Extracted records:
━━━━━━━━

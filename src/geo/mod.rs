//! Geographic primitives: coordinate resolution and travel-time estimation.

pub mod estimator;
pub mod resolver;

pub use estimator::{estimate, haversine_miles};
pub use resolver::CoordinateIndex;
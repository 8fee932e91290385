//! Input/output: CSV ingest, artifact export, and calibration-state
//! persistence.

pub mod export;
pub mod ingest;
pub mod state;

━━━━━━━━

■ Problem description ■
A complete, exact copy of the entries is required.

■ Solution to this task ■
filename src/geo/mod.rs
//! Geographic primitives: coordinate resolution and travel-time estimation.

pub mod estimator;
pub mod resolver;

pub use estimator::{estimate, haversine_miles};
pub use resolver::CoordinateIndex;
repository 8fee932e91290385
//! Input/output: CSV ingest, artifact export, and calibration-state
//! persistence.

pub mod export;
pub mod ingest;
pub mod state;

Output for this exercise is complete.